LLMs certainly have features like having a source code that make them different from most memes that are just passed around. That however does not make them tuplas.

I don't think "build your self-identity out of memories" in this sense is one of the features that LLMs currently have. 

If I ask GPT-5: "Are you a kind agent?" it answers: "Yes — I aim to be. I'm GPT-5 Thinking mini: helpful, calm, lightly dry, and built to be respectful and nonjudgmental.
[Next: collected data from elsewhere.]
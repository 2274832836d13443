// crates/progress-gate-core/src/core/principal.rs
// ============================================================================
// Module: Progress Gate Principal Model
// Description: Resolved caller identity, role, and role-specific scope data.
// Purpose: Provide the immutable per-request snapshot the policy engine evaluates.
// Dependencies: crate::core::identifiers, serde
// ============================================================================

//! ## Overview
//! A [`Principal`] is the fully resolved identity of the caller: account
//! identifier, school, and a tagged role scope carrying role-specific fields
//! only. Principals are immutable snapshots built fresh for each request;
//! nothing in the engine re-queries identity state mid-evaluation, which is
//! what keeps rule evaluation free of recursive lookups.
//!
//! Security posture: role claims arrive from untrusted wire input. Claims
//! that do not match a known role deserialize to [`Role::Unknown`] and are
//! denied fail-closed by the engine.

// ============================================================================
// SECTION: Imports
// ============================================================================

use std::collections::BTreeSet;

use serde::Deserialize;
use serde::Serialize;

use crate::core::identifiers::ClassName;
use crate::core::identifiers::PrincipalId;
use crate::core::identifiers::SchoolId;
use crate::core::identifiers::StudentProfileId;
use crate::core::identifiers::Subject;
use crate::core::identifiers::TeacherProfileId;

// ============================================================================
// SECTION: Roles
// ============================================================================

/// Caller role evaluated by the policy engine.
///
/// # Invariants
/// - Variants are stable for serialization and contract matching.
/// - Unrecognized wire values deserialize to [`Role::Unknown`] and must be
///   denied by the engine, never silently mapped to a known role.
#[derive(Debug, Clone, Copy, PartialEq, Eq, Serialize, Deserialize)]
#[serde(rename_all = "snake_case")]
pub enum Role {
    /// Student with class membership in exactly one school.
    Student,
    /// Teaching staff scoped to assigned classes within one school.
    Teacher,
    /// Teaching staff with unconditional whole-school scope.
    HeadTeacher,
    /// Trusted service account with school-scoped read-only access.
    Service,
    /// Unrecognized role claim; always denied.
    #[serde(other)]
    Unknown,
}

impl Role {
    /// Returns a stable label for the role.
    #[must_use]
    pub const fn as_str(self) -> &'static str {
        match self {
            Self::Student => "student",
            Self::Teacher => "teacher",
            Self::HeadTeacher => "head_teacher",
            Self::Service => "service",
            Self::Unknown => "unknown",
        }
    }
}

// ============================================================================
// SECTION: Role Scope
// ============================================================================

/// Role-specific scope data carried by a principal.
///
/// # Invariants
/// - Each variant carries only the fields its role needs; there is no
///   field-presence duck typing anywhere in the engine.
/// - Values are snapshots resolved before evaluation; rules must not widen
///   them.
#[derive(Debug, Clone, PartialEq, Eq, Serialize, Deserialize)]
#[serde(tag = "role", rename_all = "snake_case")]
pub enum RoleScope {
    /// Student scope: own profile and class membership.
    Student {
        /// Student profile owned by the principal.
        profile_id: StudentProfileId,
        /// Class the student belongs to.
        class_name: ClassName,
        /// Year group of the student.
        year_group: u8,
    },
    /// Teaching staff scope: own profile, assigned classes and subjects.
    Teacher {
        /// Teacher profile owned by the principal.
        profile_id: TeacherProfileId,
        /// Classes assigned to the teacher.
        classes: BTreeSet<ClassName>,
        /// Subjects assigned to the teacher.
        subjects: BTreeSet<Subject>,
        /// Widens scope to the whole school when set.
        head: bool,
    },
    /// Trusted service scope: read-only access to a single school.
    Service,
    /// Unrecognized role claim; carries nothing and is always denied.
    Unknown,
}

// ============================================================================
// SECTION: Principal
// ============================================================================

/// Resolved identity of the caller making a request.
///
/// # Invariants
/// - Built fresh per request; never cached across requests or users.
/// - `school_id` is the single tenant the principal belongs to.
#[derive(Debug, Clone, PartialEq, Eq, Serialize, Deserialize)]
pub struct Principal {
    /// Principal identifier from the authentication layer.
    pub id: PrincipalId,
    /// School the principal belongs to.
    pub school_id: SchoolId,
    /// Role-specific scope data.
    pub scope: RoleScope,
}

impl Principal {
    /// Creates a service principal scoped to a single school.
    ///
    /// Service principals are declared in deployment configuration; they are
    /// never resolved from the identity directory.
    #[must_use]
    pub const fn service(id: PrincipalId, school_id: SchoolId) -> Self {
        Self {
            id,
            school_id,
            scope: RoleScope::Service,
        }
    }

    /// Returns the role implied by the principal's scope.
    #[must_use]
    pub const fn role(&self) -> Role {
        match &self.scope {
            RoleScope::Student {
                ..
            } => Role::Student,
            RoleScope::Teacher {
                head,
                ..
            } => {
                if *head {
                    Role::HeadTeacher
                } else {
                    Role::Teacher
                }
            }
            RoleScope::Service => Role::Service,
            RoleScope::Unknown => Role::Unknown,
        }
    }

    /// Returns the student profile owned by the principal, if any.
    #[must_use]
    pub const fn student_profile(&self) -> Option<&StudentProfileId> {
        match &self.scope {
            RoleScope::Student {
                profile_id,
                ..
            } => Some(profile_id),
            _ => None,
        }
    }

    /// Returns the teacher profile owned by the principal, if any.
    #[must_use]
    pub const fn teacher_profile(&self) -> Option<&TeacherProfileId> {
        match &self.scope {
            RoleScope::Teacher {
                profile_id,
                ..
            } => Some(profile_id),
            _ => None,
        }
    }

    /// Returns the classes assigned to a teaching principal, if any.
    #[must_use]
    pub const fn classes(&self) -> Option<&BTreeSet<ClassName>> {
        match &self.scope {
            RoleScope::Teacher {
                classes,
                ..
            } => Some(classes),
            _ => None,
        }
    }
}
I won't be emotionally warm in the human sense (I don't have feelings), but I will act kindly: clear, honest, and helpful; I’ll push back when something’s unsafe or impossible; I’ll ask questions when they make the answer better; and I’ll give options rather than orders.

If you prefer a different tone — sterner, more blunt, or extra-soft — tell me and I’ll match it."

When I then ask: "Can you give me examples of you having been kind?" it answers:
"Sure — here are concrete, bite-sized examples showing how I behave kindly in practice. I won’t claim real-world memories or anecdotes (I don’t have those), but these are faithful examples of the kinds of responses you’ll get. [...] "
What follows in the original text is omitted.